Life as Deanna knew it ends abruptly after dropping off her beloved daughter Maddie (Molly Gordon) at Decatur University. As they drive away in their Ford SUV, her husband Dan (Matt Walsh) announces (“in the interest of transparency”) that he’s divorcing her. Trading up for a real estate agent whose face is on every bus bench, he wants to “facilitate a clean break.” Dan is dull and soulless as the clichés that drip from his mouth, and it’s a measure of Melissa McCarthy’s acting talent that Deanna’s surprise, dismay and pain are evident—even in the midst of a comedy.
Directed by McCarthy’s husband Ben Falcone who co-wrote the script with her, Life of the Party is less about divorce than about a woman reclaiming her life. Twenty-two years earlier when she became pregnant with Maddie, Deanna left college and put her life’s ambitions on pause. What now? Moving back with her parents is as unattractive as living alone. Much to Maddie’s horror, Deanna decides to enroll at Decatur and finish her degree. Won’t that be fun, mom and daughter in school together?
When Deanna turns up on campus with her bad perm, middle-aged eyeglasses and baggy pastel sweaters, the eye-rolling mean girls have a field day at her expense. The cringe-worthy stories she tells about Maddie as a girl are enough to make her daughter hide. But the fish-out-of-water comedy evaporates soon enough into a tale of go-girl empowerment when Maddie’s sorority sisters accept her without qualms. After Maddie gives mom a quick fashion makeover in the women’s room during a shots-of-tequila college party, Deanna is suddenly hot stuff on campus with a boyfriend half her age. She also becomes an advice-dispensing life coach to Maddie and her friends.

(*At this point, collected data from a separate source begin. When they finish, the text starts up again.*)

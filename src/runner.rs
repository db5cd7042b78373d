// src/runner.rs

//! Runs named commands from a validated [`ConfigFile`].
//!
//! For each selected command this:
//! - expands `${...}` placeholders through the resolver chain using `[vars]`,
//! - builds an [`Executor`] from the command's settings,
//! - runs it sequentially (`execute_with_env`) or concurrently
//!   (`execute_async_with_env`).
//!
//! Once the process destroyer is shutting down, remaining commands are not
//! started and are reported as [`ProcrunError::ShutdownInProgress`].

use std::sync::Arc;

use tracing::{error, info, warn};

use crate::config::{CommandSpec, ConfigFile};
use crate::errors::{ProcrunError, Result};
use crate::exec::{
    CommandLine, DefaultResultHandler, Environment, Executor, ProcessDestroyer, ResultReceiver,
    StreamHandler, Watchdog,
};
use crate::resolve::ExprResolver;

/// A command ready to launch: placeholders expanded, environment computed.
#[derive(Debug, Clone)]
pub struct PreparedCommand {
    pub name: String,
    pub command_line: CommandLine,
    pub environment: Environment,
    pub spec: CommandSpec,
}

/// Outcome of one command.
#[derive(Debug)]
pub struct CommandOutcome {
    pub name: String,
    pub result: Result<i32>,
    /// Whether the watchdog terminated the process.
    pub timed_out: bool,
}

/// Outcome of a whole run, in the order the commands were selected.
#[derive(Debug, Default)]
pub struct RunSummary {
    pub outcomes: Vec<CommandOutcome>,
}

impl RunSummary {
    pub fn failures(&self) -> impl Iterator<Item = &CommandOutcome> {
        self.outcomes.iter().filter(|o| o.result.is_err())
    }

    pub fn all_succeeded(&self) -> bool {
        self.failures().next().is_none()
    }
}

/// Options shared by every execution in a run.
#[derive(Debug, Clone)]
pub struct RunOptions {
    pub parallel: bool,
    pub stream_handler: Arc<dyn StreamHandler>,
    pub destroyer: Option<Arc<dyn ProcessDestroyer>>,
}

/// Select commands by name (all when `names` is empty) and expand them.
pub fn prepare_commands(
    cfg: &ConfigFile,
    names: &[String],
    resolver: &dyn ExprResolver,
) -> Result<Vec<PreparedCommand>> {
    let selected: Vec<&CommandSpec> = if names.is_empty() {
        cfg.command.values().collect()
    } else {
        names
            .iter()
            .map(|n| {
                cfg.command
                    .get(n)
                    .ok_or_else(|| ProcrunError::CommandNotFound(n.clone()))
            })
            .collect::<Result<_>>()?
    };

    selected
        .into_iter()
        .map(|spec| {
            let command_line = spec.command_line.expand(resolver, &cfg.vars)?;
            Ok(PreparedCommand {
                name: spec.name.clone(),
                command_line,
                environment: spec.environment(),
                spec: spec.clone(),
            })
        })
        .collect()
}

/// Build the executor for one command. Each command gets its own watchdog.
pub fn executor_for(spec: &CommandSpec, opts: &RunOptions) -> (Executor, Option<Watchdog>) {
    let mut builder = Executor::builder()
        .exit_policy(spec.exit_policy.clone())
        .shared_stream_handler(Arc::clone(&opts.stream_handler));

    if let Some(ref dir) = spec.working_dir {
        builder = builder.working_directory(dir);
    }
    if let Some(ref destroyer) = opts.destroyer {
        builder = builder.process_destroyer(Arc::clone(destroyer));
    }

    let watchdog = spec.timeout.map(Watchdog::new);
    if let Some(ref dog) = watchdog {
        builder = builder.watchdog(dog.clone());
    }

    (builder.build(), watchdog)
}

/// Run prepared commands and collect their outcomes.
pub async fn run_commands(commands: Vec<PreparedCommand>, opts: &RunOptions) -> RunSummary {
    let mut summary = RunSummary::default();

    if opts.parallel {
        let mut pending = Vec::with_capacity(commands.len());
        for cmd in commands {
            if shutting_down(opts) {
                pending.push(Pending::Skipped(cmd.name));
                continue;
            }
            let (executor, watchdog) = executor_for(&cmd.spec, opts);
            let (handler, receiver) = DefaultResultHandler::new();
            info!(command = %cmd.name, line = %cmd.command_line, "starting command");
            executor.execute_async_with_env(&cmd.command_line, &cmd.environment, handler);
            pending.push(Pending::Running(cmd.name, receiver, watchdog));
        }
        for p in pending {
            summary.outcomes.push(match p {
                Pending::Running(name, receiver, watchdog) => {
                    let result = receiver.wait().await;
                    outcome(name, result, watchdog.as_ref())
                }
                Pending::Skipped(name) => skipped(name),
            });
        }
    } else {
        for cmd in commands {
            if shutting_down(opts) {
                summary.outcomes.push(skipped(cmd.name));
                continue;
            }
            let (executor, watchdog) = executor_for(&cmd.spec, opts);
            info!(command = %cmd.name, line = %cmd.command_line, "running command");
            let result = executor
                .execute_with_env(&cmd.command_line, &cmd.environment)
                .await;
            summary.outcomes.push(outcome(cmd.name, result, watchdog.as_ref()));
        }
    }

    summary
}

enum Pending {
    Running(String, ResultReceiver, Option<Watchdog>),
    Skipped(String),
}

fn shutting_down(opts: &RunOptions) -> bool {
    opts.destroyer.as_ref().is_some_and(|d| d.is_shutting_down())
}

fn skipped(name: String) -> CommandOutcome {
    warn!(command = %name, "shutdown in progress; skipping command");
    CommandOutcome {
        result: Err(ProcrunError::ShutdownInProgress(name.clone())),
        name,
        timed_out: false,
    }
}

fn outcome(name: String, result: Result<i32>, watchdog: Option<&Watchdog>) -> CommandOutcome {
    let timed_out = watchdog.is_some_and(Watchdog::killed_process);
    match result {
        Ok(code) => info!(command = %name, exit_code = code, "command finished"),
        Err(ref e) => error!(command = %name, timed_out, error = %e, "command failed"),
    }
    CommandOutcome {
        name,
        result,
        timed_out,
    }
}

Life of the Party could have been an ongoing gag about an out-of-touch suburban mom who thinks she’s down with the kids. Instead, it spreads its laughs around, losing steam in some scenes but maintaining a consistent hum of humor. The jokes are on the awkwardness of cross-generational camaraderie as well as those all-too-pertinent questions surrounding changing direction in midlife. McCarthy is the spark that keeps Life of the Party lit. Her approachable, can-do persona provides wish fulfillment for anyone—but especially for women—convinced that they will never escape the rut they have dug for themselves.